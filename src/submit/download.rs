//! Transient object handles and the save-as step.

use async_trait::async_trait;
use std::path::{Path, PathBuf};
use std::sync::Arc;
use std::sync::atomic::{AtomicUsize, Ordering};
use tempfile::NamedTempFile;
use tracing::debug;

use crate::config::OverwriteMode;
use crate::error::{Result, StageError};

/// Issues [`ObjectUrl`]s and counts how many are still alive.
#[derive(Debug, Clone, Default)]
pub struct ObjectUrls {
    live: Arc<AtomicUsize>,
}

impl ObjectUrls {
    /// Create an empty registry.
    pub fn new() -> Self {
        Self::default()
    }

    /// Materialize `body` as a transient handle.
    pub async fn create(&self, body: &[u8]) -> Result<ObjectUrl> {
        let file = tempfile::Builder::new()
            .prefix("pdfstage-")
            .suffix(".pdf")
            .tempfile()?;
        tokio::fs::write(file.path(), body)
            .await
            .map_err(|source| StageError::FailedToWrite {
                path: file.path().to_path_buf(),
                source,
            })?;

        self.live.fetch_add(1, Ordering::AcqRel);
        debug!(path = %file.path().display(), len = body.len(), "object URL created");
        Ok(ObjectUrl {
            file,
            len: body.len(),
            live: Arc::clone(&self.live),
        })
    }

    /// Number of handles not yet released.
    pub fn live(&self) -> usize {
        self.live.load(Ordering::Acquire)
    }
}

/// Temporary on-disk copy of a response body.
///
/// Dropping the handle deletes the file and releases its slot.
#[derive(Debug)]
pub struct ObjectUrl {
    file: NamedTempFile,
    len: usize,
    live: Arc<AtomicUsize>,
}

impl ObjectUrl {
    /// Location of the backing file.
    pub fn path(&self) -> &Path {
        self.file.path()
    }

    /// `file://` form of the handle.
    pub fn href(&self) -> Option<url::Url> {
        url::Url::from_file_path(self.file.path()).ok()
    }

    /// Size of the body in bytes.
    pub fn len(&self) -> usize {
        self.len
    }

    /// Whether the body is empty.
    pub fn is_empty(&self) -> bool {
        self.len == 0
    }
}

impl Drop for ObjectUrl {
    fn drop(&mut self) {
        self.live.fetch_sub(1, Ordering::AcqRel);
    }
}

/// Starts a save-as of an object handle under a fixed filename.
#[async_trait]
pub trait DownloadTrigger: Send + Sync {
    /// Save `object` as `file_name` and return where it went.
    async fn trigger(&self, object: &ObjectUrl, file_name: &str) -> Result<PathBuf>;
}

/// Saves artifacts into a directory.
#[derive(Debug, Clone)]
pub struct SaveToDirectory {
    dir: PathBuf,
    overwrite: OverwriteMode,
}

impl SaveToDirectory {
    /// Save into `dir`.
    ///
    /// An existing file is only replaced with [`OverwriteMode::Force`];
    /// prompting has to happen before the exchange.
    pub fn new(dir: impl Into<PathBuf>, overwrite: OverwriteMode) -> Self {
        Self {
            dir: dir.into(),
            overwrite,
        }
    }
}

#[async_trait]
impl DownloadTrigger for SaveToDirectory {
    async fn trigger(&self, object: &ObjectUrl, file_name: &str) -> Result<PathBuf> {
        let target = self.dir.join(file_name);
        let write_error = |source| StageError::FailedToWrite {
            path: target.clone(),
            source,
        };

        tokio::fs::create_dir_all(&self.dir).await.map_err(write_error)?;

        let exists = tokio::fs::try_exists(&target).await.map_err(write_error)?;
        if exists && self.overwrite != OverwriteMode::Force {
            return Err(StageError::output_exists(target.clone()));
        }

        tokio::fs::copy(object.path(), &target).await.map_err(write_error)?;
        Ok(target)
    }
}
__________________________________________________
Aim of the exercise
Reproduce each record shown above without altering a single word.

Completed exercise
filename src/submit/download.rs
//! Transient object handles and the save-as step.

use async_trait::async_trait;
use std::path::{Path, PathBuf};
use std::sync::Arc;
use std::sync::atomic::{AtomicUsize, Ordering};
use tempfile::NamedTempFile;
use tracing::debug;

use crate::config::OverwriteMode;
use crate::error::{Result, StageError};

/// Issues [`ObjectUrl`]s and counts how many are still alive.
#[derive(Debug, Clone, Default)]
pub struct ObjectUrls {
    live: Arc<AtomicUsize>,
}

impl ObjectUrls {
    /// Create an empty registry.
    pub fn new() -> Self {
        Self::default()
    }

    /// Materialize `body` as a transient handle.
    pub async fn create(&self, body: &[u8]) -> Result<ObjectUrl> {
        let file = tempfile::Builder::new()
            .prefix("pdfstage-")
            .suffix(".pdf")
            .tempfile()?;
        tokio::fs::write(file.path(), body)
            .await
            .map_err(|source| StageError::FailedToWrite {
                path: file.path().to_path_buf(),
                source,
            })?;

        self.live.fetch_add(1, Ordering::AcqRel);
        debug!(path = %file.path().display(), len = body.len(), "object URL created");
        Ok(ObjectUrl {
            file,
            len: body.len(),
            live: Arc::clone(&self.live),
        })
    }

    /// Number of handles not yet released.
    pub fn live(&self) -> usize {
        self.live.load(Ordering::Acquire)
    }
}

/// Temporary on-disk copy of a response body.
///
/// Dropping the handle deletes the file and releases its slot.
#[derive(Debug)]
pub struct ObjectUrl {
    file: NamedTempFile,
    len: usize,
    live: Arc<AtomicUsize>,
}

impl ObjectUrl {
    /// Location of the backing file.
    pub fn path(&self) -> &Path {
        self.file.path()
    }

    /// `file://` form of the handle.
    pub fn href(&self) -> Option<url::Url> {
        url::Url::from_file_path(self.file.path()).ok()
    }

    /// Size of the body in bytes.
    pub fn len(&self) -> usize {
        self.len
    }

    /// Whether the body is empty.
    pub fn is_empty(&self) -> bool {
        self.len == 0
    }
}

impl Drop for ObjectUrl {
    fn drop(&mut self) {
        self.live.fetch_sub(1, Ordering::AcqRel);
    }
}

/// Starts a save-as of an object handle under a fixed filename.
#[async_trait]
pub trait DownloadTrigger: Send + Sync {
    /// Save `object` as `file_name` and return where it went.
    async fn trigger(&self, object: &ObjectUrl, file_name: &str) -> Result<PathBuf>;
}

/// Saves artifacts into a directory.
#[derive(Debug, Clone)]
pub struct SaveToDirectory {
    dir: PathBuf,
    overwrite: OverwriteMode,
}

impl SaveToDirectory {
    /// Save into `dir`.
    ///
    /// An existing file is only replaced with [`OverwriteMode::Force`];
    /// prompting has to happen before the exchange.
    pub fn new(dir: impl Into<PathBuf>, overwrite: OverwriteMode) -> Self {
        Self {
            dir: dir.into(),
            overwrite,
        }
    }
}

#[async_trait]
impl DownloadTrigger for SaveToDirectory {
    async fn trigger(&self, object: &ObjectUrl, file_name: &str) -> Result<PathBuf> {
        let target = self.dir.join(file_name);
        let write_error = |source| StageError::FailedToWrite {
            path: target.clone(),
            source,
        };

        tokio::fs::create_dir_all(&self.dir).await.map_err(write_error)?;

        let exists = tokio::fs::try_exists(&target).await.map_err(write_error)?;
        if exists && self.overwrite != OverwriteMode::Force {
            return Err(StageError::output_exists(target.clone()));
        }

        tokio::fs::copy(object.path(), &target).await.map_err(write_error)?;
        Ok(target)
    }
}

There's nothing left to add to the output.